Орлеан - Ян Муакс
Шрифт:
Интервал:
Закладка:
Понемногу я учился записывать все, что говорил, и описывать все, что видел. Половину жизни я проживал, вторую половину сам себе рассказывал. Я плыл среди слов, как по реке, покрывая страницу за страницей идеально выведенными буквами, страдая от каждого несовершенного изгиба, каждого неаккуратного утолщения, каждой небрежной закорючки. Я стирал написанное ластиком и начинал все сначала. Постепенно толпа безымянных вещей редела, я различал их все более четко. Отныне кто угодно мог делать со мной что угодно; я обрел несокрушимую силу — письмо. В нашем учебнике излагалась история белокурого мальчика, дружившего с белкой; он жил в скромном, но опрятном домике, раскрашенном чьей-то простодушной рукой; перед ним расстилалась лужайка нежно-пастельного зеленого цвета. Отец, не расстававшийся с трубкой, больше всего любил после предположительно утомительного трудового дня сидеть с газетой перед камином с превосходной тягой. Мать, обожавшая своего сыночка, — на иллюстрации к очередному уроку он появлялся в одних и тех же красных шортах и неизменной матроске, не подверженной износу, — судя по всему, испытывала особую страсть к починке одежды и приготовлению ужина.
Весь этот мирок, втиснутый в безвоздушное пространство картинок, оживал благодаря натужным, полупридушенным фразам; слова все время вырывались за рамки рисунка, то опережая описываемое событие, то отставая от него. Я не знаю, что сталось с этой сказочной избушкой, построенной при помощи кровельного железа и цветных карандашей: наверное, она тихо сгнила на чердаке или сгинула в пучине моря.

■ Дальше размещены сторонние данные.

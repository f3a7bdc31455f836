use crate::helpers::builders::{SnapshotBuilder, col};
use crate::helpers::fake_db::FakeDatabase;
use anyhow::Result;
use pgdelta::db::Row;
use pgdelta::ddl::Ddl;
use pgdelta::progress::SilentReporter;
use pgdelta::push::{self, PushOptions, PushPlan};
use pgdelta::resolver::Resolvers;

fn populated_users() -> FakeDatabase {
    FakeDatabase::new()
        .with_table("users", &[("id", "integer", true), ("email", "text", false)])
        .with_primary_key("users", "users_pkey", &["id"])
}

fn one_row() -> Vec<Row> {
    vec![Row::from_pairs([("?column?", Some("1"))])]
}

async fn plan(db: &FakeDatabase, desired: &Ddl) -> Result<PushPlan> {
    push::plan(
        db,
        desired,
        &Resolvers::none(),
        &PushOptions::default(),
        &SilentReporter,
    )
    .await
}

#[tokio::test]
async fn test_not_null_column_on_populated_table() -> Result<()> {
    let db = populated_users().respond("SELECT 1 FROM \"users\" LIMIT 1", one_row());
    let desired = SnapshotBuilder::new()
        .table(
            "users",
            vec![
                col("id", "integer").primary_key(),
                col("email", "text"),
                col("name", "text").not_null(),
            ],
        )
        .build();

    let plan = plan(&db, &desired).await?;
    assert_eq!(
        plan.statements(),
        ["ALTER TABLE \"users\" ADD COLUMN \"name\" text NOT NULL;"]
    );
    assert_eq!(plan.hints.len(), 1);
    assert!(plan.hints[0].message.contains("has rows"));
    assert!(db.executed().is_empty());
    Ok(())
}

#[tokio::test]
async fn test_set_not_null_with_null_values() -> Result<()> {
    let db = populated_users().respond("\"email\" IS NULL", one_row());
    let desired = SnapshotBuilder::new()
        .table(
            "users",
            vec![col("id", "integer").primary_key(), col("email", "text").not_null()],
        )
        .build();

    let plan = plan(&db, &desired).await?;
    assert_eq!(plan.hints.len(), 1);
    assert!(plan.hints[0].message.contains("contains NULL values"));
    Ok(())
}

#[tokio::test]
async fn test_empty_table_produces_no_hints() -> Result<()> {
    let db = populated_users();
    let desired = SnapshotBuilder::new()
        .table(
            "users",
            vec![
                col("id", "integer").primary_key(),
                col("email", "text").not_null(),
                col("name", "text").not_null(),
            ],
        )
        .build();

    let plan = plan(&db, &desired).await?;
    assert_eq!(plan.statements().len(), 2);
    assert!(plan.hints.is_empty());
    Ok(())
}

#[tokio::test]
async fn test_failed_data_check_becomes_a_hint() -> Result<()> {
    let db = populated_users().fail_on("SELECT 1 FROM \"users\"");
    let desired = SnapshotBuilder::new()
        .table(
            "users",
            vec![
                col("id", "integer").primary_key(),
                col("email", "text"),
                col("name", "text").not_null(),
            ],
        )
        .build();

    let plan = plan(&db, &desired).await?;
    assert_eq!(plan.hints.len(), 1);
    assert!(plan.hints[0].message.starts_with("could not check existing data"));
    Ok(())
}

#[tokio::test]
async fn test_new_tables_are_not_checked_for_data() -> Result<()> {
    let db = FakeDatabase::new();
    let desired = SnapshotBuilder::new()
        .table("posts", vec![col("id", "integer").primary_key()])
        .unique("posts", "posts_id_key", &["id"])
        .build();

    let plan = plan(&db, &desired).await?;
    assert!(plan.hints.is_empty());
    assert!(!db.queried().iter().any(|q| q.contains("FROM \"posts\"")));
    Ok(())
}
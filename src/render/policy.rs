//! SQL rendering for row-level security policy operations

use crate::constants::ROLE_KEYWORDS;
use crate::ddl::{EntityId, Policy};
use crate::diff::operations::PolicyOperation;
use crate::render::{RenderedSql, SqlRenderer, qualified_name, quote_ident};

impl SqlRenderer for PolicyOperation {
    fn to_sql(&self) -> Vec<RenderedSql> {
        match self {
            PolicyOperation::Create { policy } => {
                let mut sql = format!(
                    "CREATE POLICY {} ON {} AS {} FOR {} TO {}",
                    quote_ident(&policy.name),
                    qualified_name(&policy.schema, &policy.table),
                    policy.as_clause.as_sql(),
                    policy.for_clause.as_sql(),
                    render_roles(&policy.to)
                );
                push_expressions(&mut sql, policy, true, true);
                sql.push(';');
                vec![RenderedSql::new(sql)]
            }
            PolicyOperation::Drop {
                schema,
                table,
                name,
            } => vec![RenderedSql::destructive(format!(
                "DROP POLICY {} ON {};",
                quote_ident(name),
                qualified_name(schema, table)
            ))],
            PolicyOperation::Rename {
                schema,
                table,
                from,
                to,
            } => vec![RenderedSql::new(format!(
                "ALTER POLICY {} ON {} RENAME TO {};",
                quote_ident(from),
                qualified_name(schema, table),
                quote_ident(to)
            ))],
            PolicyOperation::Alter {
                policy,
                roles,
                using,
                with_check,
            } => {
                let mut sql = format!(
                    "ALTER POLICY {} ON {}",
                    quote_ident(&policy.name),
                    qualified_name(&policy.schema, &policy.table)
                );
                if *roles {
                    sql.push_str(&format!(" TO {}", render_roles(&policy.to)));
                }
                push_expressions(&mut sql, policy, *using, *with_check);
                sql.push(';');
                vec![RenderedSql::new(sql)]
            }
        }
    }

    fn entity_id(&self) -> EntityId {
        self.id()
    }

    fn is_destructive(&self) -> bool {
        matches!(self, PolicyOperation::Drop { .. })
    }
}

fn push_expressions(sql: &mut String, policy: &Policy, using: bool, with_check: bool) {
    if let Some(expr) = policy.using.as_deref().filter(|_| using) {
        sql.push_str(&format!(" USING ({})", expr.trim()));
    }
    if let Some(expr) = policy.with_check.as_deref().filter(|_| with_check) {
        sql.push_str(&format!(" WITH CHECK ({})", expr.trim()));
    }
}

/// Role keywords such as `public` stay bare; role names are quoted.
pub fn render_roles(roles: &[String]) -> String {
    if roles.is_empty() {
        return "public".to_string();
    }
    roles
        .iter()
        .map(|role| {
            if ROLE_KEYWORDS.contains(&role.to_lowercase().as_str()) {
                role.to_lowercase()
            } else {
                quote_ident(role)
            }
        })
        .collect::<Vec<_>>()
        .join(", ")
}
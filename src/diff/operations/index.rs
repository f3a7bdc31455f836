//! Index operations

use crate::ddl::{EntityId, Index};
use serde::Serialize;

#[derive(Debug, Clone, PartialEq, Serialize)]
#[serde(rename_all = "snake_case")]
pub enum IndexOperation {
    Create { index: Index },
    Drop { schema: String, name: String },
    Rename { schema: String, from: String, to: String },
}

impl IndexOperation {
    pub fn verb(&self) -> &'static str {
        match self {
            IndexOperation::Create { .. } => "create",
            IndexOperation::Drop { .. } => "drop",
            IndexOperation::Rename { .. } => "rename",
        }
    }

    pub fn id(&self) -> EntityId {
        let (schema, name) = match self {
            IndexOperation::Create { index } => (&index.schema, &index.name),
            IndexOperation::Drop { schema, name } => (schema, name),
            IndexOperation::Rename { schema, to, .. } => (schema, to),
        };
        EntityId::Index {
            schema: schema.clone(),
            name: name.clone(),
        }
    }
}
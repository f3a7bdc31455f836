use crate::config::types::*;

/// Trait for merging optional configuration values
pub trait Merge<T> {
    fn merge(self, other: T) -> T;
}

impl<T> Merge<Option<T>> for Option<T> {
    fn merge(self, other: Option<T>) -> Option<T> {
        other.or(self)
    }
}

impl Merge<ConfigInput> for ConfigInput {
    fn merge(self, other: ConfigInput) -> ConfigInput {
        ConfigInput {
            database: match (self.database, other.database) {
                (Some(a), Some(b)) => Some(a.merge_with(b)),
                (a, b) => b.or(a),
            },
            objects: match (self.objects, other.objects) {
                (Some(a), Some(b)) => Some(a.merge_with(b)),
                (a, b) => b.or(a),
            },
            migrations: match (self.migrations, other.migrations) {
                (Some(a), Some(b)) => Some(a.merge_with(b)),
                (a, b) => b.or(a),
            },
            diff: match (self.diff, other.diff) {
                (Some(a), Some(b)) => Some(a.merge_with(b)),
                (a, b) => b.or(a),
            },
        }
    }
}

// Custom merge implementations for complex types
impl DatabaseInput {
    pub fn merge_with(self, other: DatabaseInput) -> DatabaseInput {
        DatabaseInput {
            url: other.url.or(self.url),
        }
    }
}

impl ObjectsInput {
    pub fn merge_with(self, other: ObjectsInput) -> ObjectsInput {
        ObjectsInput {
            include: other.include.or(self.include),
            exclude: other.exclude.or(self.exclude),
            roles: other.roles.or(self.roles),
            extensions: other.extensions.or(self.extensions),
        }
    }
}

impl MigrationsInput {
    pub fn merge_with(self, other: MigrationsInput) -> MigrationsInput {
        MigrationsInput {
            schema: other.schema.or(self.schema),
            table: other.table.or(self.table),
        }
    }
}

impl DiffInput {
    /// Declared renames accumulate; scalar settings are overridden.
    pub fn merge_with(self, other: DiffInput) -> DiffInput {
        let renames = match (self.renames, other.renames) {
            (Some(mut a), Some(b)) => {
                a.extend(b);
                Some(a)
            }
            (a, b) => b.or(a),
        };
        DiffInput {
            mode: other.mode.or(self.mode),
            renames,
            verify: other.verify.or(self.verify),
        }
    }
}
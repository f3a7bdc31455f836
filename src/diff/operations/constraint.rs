//! Table constraint operations

use crate::ddl::{CheckConstraint, EntityId, EntityKind, ForeignKey, PrimaryKey, UniqueConstraint};
use serde::Serialize;

#[derive(Debug, Clone, PartialEq, Serialize)]
#[serde(rename_all = "snake_case")]
pub enum ConstraintOperation {
    AddPrimaryKey {
        primary_key: PrimaryKey,
    },
    /// Swaps the primary key in a single `ALTER TABLE`, so the table is never
    /// observed without one.
    ReplacePrimaryKey {
        old_name: String,
        primary_key: PrimaryKey,
    },
    AddUnique {
        unique: UniqueConstraint,
    },
    AddCheck {
        check: CheckConstraint,
    },
    AddForeignKey {
        foreign_key: ForeignKey,
    },
    Drop {
        schema: String,
        table: String,
        name: String,
        kind: EntityKind,
    },
    Rename {
        schema: String,
        table: String,
        from: String,
        to: String,
        kind: EntityKind,
    },
}

impl ConstraintOperation {
    pub fn verb(&self) -> &'static str {
        match self {
            ConstraintOperation::AddPrimaryKey { .. } => "add primary key",
            ConstraintOperation::ReplacePrimaryKey { .. } => "replace primary key",
            ConstraintOperation::AddUnique { .. } => "add unique",
            ConstraintOperation::AddCheck { .. } => "add check",
            ConstraintOperation::AddForeignKey { .. } => "add foreign key",
            ConstraintOperation::Drop { .. } => "drop",
            ConstraintOperation::Rename { .. } => "rename",
        }
    }

    /// Owning table as `(schema, table)`.
    pub fn table(&self) -> (&str, &str) {
        let (schema, table) = match self {
            ConstraintOperation::AddPrimaryKey { primary_key }
            | ConstraintOperation::ReplacePrimaryKey { primary_key, .. } => {
                (&primary_key.schema, &primary_key.table)
            }
            ConstraintOperation::AddUnique { unique } => (&unique.schema, &unique.table),
            ConstraintOperation::AddCheck { check } => (&check.schema, &check.table),
            ConstraintOperation::AddForeignKey { foreign_key } => {
                (&foreign_key.schema, &foreign_key.table)
            }
            ConstraintOperation::Drop { schema, table, .. }
            | ConstraintOperation::Rename { schema, table, .. } => (schema, table),
        };
        (schema.as_str(), table.as_str())
    }

    pub fn id(&self) -> EntityId {
        let name = match self {
            ConstraintOperation::AddPrimaryKey { primary_key }
            | ConstraintOperation::ReplacePrimaryKey { primary_key, .. } => &primary_key.name,
            ConstraintOperation::AddUnique { unique } => &unique.name,
            ConstraintOperation::AddCheck { check } => &check.name,
            ConstraintOperation::AddForeignKey { foreign_key } => &foreign_key.name,
            ConstraintOperation::Drop { name, .. } => name,
            ConstraintOperation::Rename { to, .. } => to,
        };
        let (schema, table) = self.table();
        EntityId::Constraint {
            schema: schema.to_string(),
            table: table.to_string(),
            name: name.clone(),
        }
    }
}
use crate::config::types::*;
use crate::constants::{DEFAULT_MIGRATIONS_SCHEMA, DEFAULT_MIGRATIONS_TABLE};

// ObjectInclude can derive Default since it's just two empty Vecs

impl Default for ObjectExclude {
    fn default() -> Self {
        Self {
            schemas: vec!["pg_*".to_string(), "information_schema".to_string()],
            tables: vec![],
        }
    }
}

impl Default for MigrationsTable {
    fn default() -> Self {
        Self {
            schema: DEFAULT_MIGRATIONS_SCHEMA.to_string(),
            name: DEFAULT_MIGRATIONS_TABLE.to_string(),
        }
    }
}
pub mod diff;
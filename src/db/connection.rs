use super::error_context::StatementFailure;
use super::{Database, Row};
use anyhow::{Context, Result};
use sqlx::postgres::{PgPoolOptions, PgRow};
use sqlx::{Column, PgPool, Row as _};
use std::time::Duration;
use tracing::{debug, info};

/// Mask password in database URL for display
pub fn mask_url_password(url: &str) -> String {
    let Some((protocol, rest)) = url.split_once("://") else {
        return url.to_string();
    };

    // user:pass@host or user@host
    if let Some(at_pos) = rest.rfind('@') {
        let user_info = &rest[..at_pos];
        let host_and_path = &rest[at_pos + 1..];

        if let Some((username, _)) = user_info.split_once(':') {
            return format!("{}://{}:***@{}", protocol, username, host_and_path);
        }
    }

    url.to_string()
}

/// Connect to a database with a 5-second timeout and enriched error messages
///
/// The `label` describes the database role (e.g., "target database") and is
/// included in error messages along with the masked URL.
pub async fn connect_to_database(url: &str, label: &str) -> Result<PgPool> {
    PgPoolOptions::new()
        .acquire_timeout(Duration::from_secs(5))
        .connect(url)
        .await
        .with_context(|| format!("Failed to connect to {} at {}", label, mask_url_password(url)))
}

/// [`Database`] over a sqlx connection pool.
#[derive(Debug, Clone)]
pub struct PgDatabase {
    pool: PgPool,
}

impl PgDatabase {
    pub fn new(pool: PgPool) -> Self {
        Self { pool }
    }

    pub async fn connect(url: &str) -> Result<Self> {
        let pool = connect_to_database(url, "target database").await?;
        info!("✅ Connected to {}", mask_url_password(url));
        Ok(Self::new(pool))
    }

    pub fn pool(&self) -> &PgPool {
        &self.pool
    }
}

/// Reads every column as text. Catalog queries cast to `::text`; the numeric
/// and boolean fallbacks cover probes that select bare literals.
fn decode_row(row: &PgRow) -> Row {
    let mut columns = Vec::with_capacity(row.len());
    let mut values = Vec::with_capacity(row.len());
    for (idx, column) in row.columns().iter().enumerate() {
        columns.push(column.name().to_string());
        let value = row
            .try_get::<Option<String>, _>(idx)
            .ok()
            .flatten()
            .or_else(|| row.try_get::<Option<i32>, _>(idx).ok().flatten().map(|v| v.to_string()))
            .or_else(|| row.try_get::<Option<i64>, _>(idx).ok().flatten().map(|v| v.to_string()))
            .or_else(|| row.try_get::<Option<bool>, _>(idx).ok().flatten().map(|v| v.to_string()));
        values.push(value);
    }
    Row::new(columns, values)
}

impl Database for PgDatabase {
    async fn query(&self, sql: &str) -> Result<Vec<Row>> {
        let rows = sqlx::query(sql)
            .fetch_all(&self.pool)
            .await
            .map_err(|e| StatementFailure::from_sqlx_error(&e, sql).into_error(sql))?;
        debug!("Query returned {} row(s)", rows.len());
        Ok(rows.iter().map(decode_row).collect())
    }

    async fn execute(&self, sql: &str) -> Result<()> {
        sqlx::raw_sql(sql)
            .execute(&self.pool)
            .await
            .map_err(|e| StatementFailure::from_sqlx_error(&e, sql).into_error(sql))?;
        Ok(())
    }
}
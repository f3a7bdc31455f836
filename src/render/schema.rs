//! SQL rendering for schema operations

use crate::ddl::EntityId;
use crate::diff::operations::SchemaOperation;
use crate::render::{RenderedSql, SqlRenderer, quote_ident};

impl SqlRenderer for SchemaOperation {
    fn to_sql(&self) -> Vec<RenderedSql> {
        match self {
            SchemaOperation::Create { name } => vec![RenderedSql::new(format!(
                "CREATE SCHEMA {};",
                quote_ident(name)
            ))],
            SchemaOperation::Drop { name } => vec![RenderedSql::destructive(format!(
                "DROP SCHEMA {};",
                quote_ident(name)
            ))],
            SchemaOperation::Rename { from, to } => vec![RenderedSql::new(format!(
                "ALTER SCHEMA {} RENAME TO {};",
                quote_ident(from),
                quote_ident(to)
            ))],
        }
    }

    fn entity_id(&self) -> EntityId {
        self.id()
    }

    fn is_destructive(&self) -> bool {
        matches!(self, SchemaOperation::Drop { .. })
    }
}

Я возвращался домой под проливным ледяным дождем. В предместье Сен-Жан я зашел в бакалейную лавку, где обычно — безуспешно — выпрашивал, чтобы мне купили плитку белого шоколада с выдавленным на поверхности силуэтом дельфина. Скорее всего, мне хотелось съесть даже не сам шоколад, а дельфина. Я стащил это бесценное сокровище и сунул под мокрую куртку. Дряхлая бакалейщица ничего не заметила. Я и сегодня как наяву вижу два убогих ряда продуктовых полок, освещенных полосой бледного света. Мать мгновенно разоблачила мое преступление; она влепила мне пощечину, и одновременно с этим мне явилось слово «пощечина», идеально соответствующее реальности. Своим звуком «щ» оно точно выражало образ щели, через которую проникал сквозняк насилия, оседавший у меня на щеке. Узкое лезвие «и» предсказывало остроту боли. Финальное влажное «а» наводило на мысль о руке, возникшей из океана; оно было пенистым и крылатым. Пощечина, как и ее лексическое воплощение, имела морскую и воздушную природу; от нее веяло просоленной акробатикой.
Мать скрылась в темноте гостиной, где дремали будущие вспышки злобы. Она вернулась с табличкой, на которой тошнотворно-черным маркером написала: «Поскольку месье утверждает, что умеет читать» — и потребовала, чтобы я произнес это вслух. Все еще мокрый от дождя, мешавшегося с моими слезами, я машинально начал разбирать маячившие передо мной слова. «Я с тебя шкуру спущу!» — рявкнула мать и полезла на стул, чтобы достать кусок веревки. Я уже не помню, какие санкции она мне сулила, но все они предвещали катастрофу, кораблекрушение, конец света и апокалипсис, которые должны были постичь лично меня.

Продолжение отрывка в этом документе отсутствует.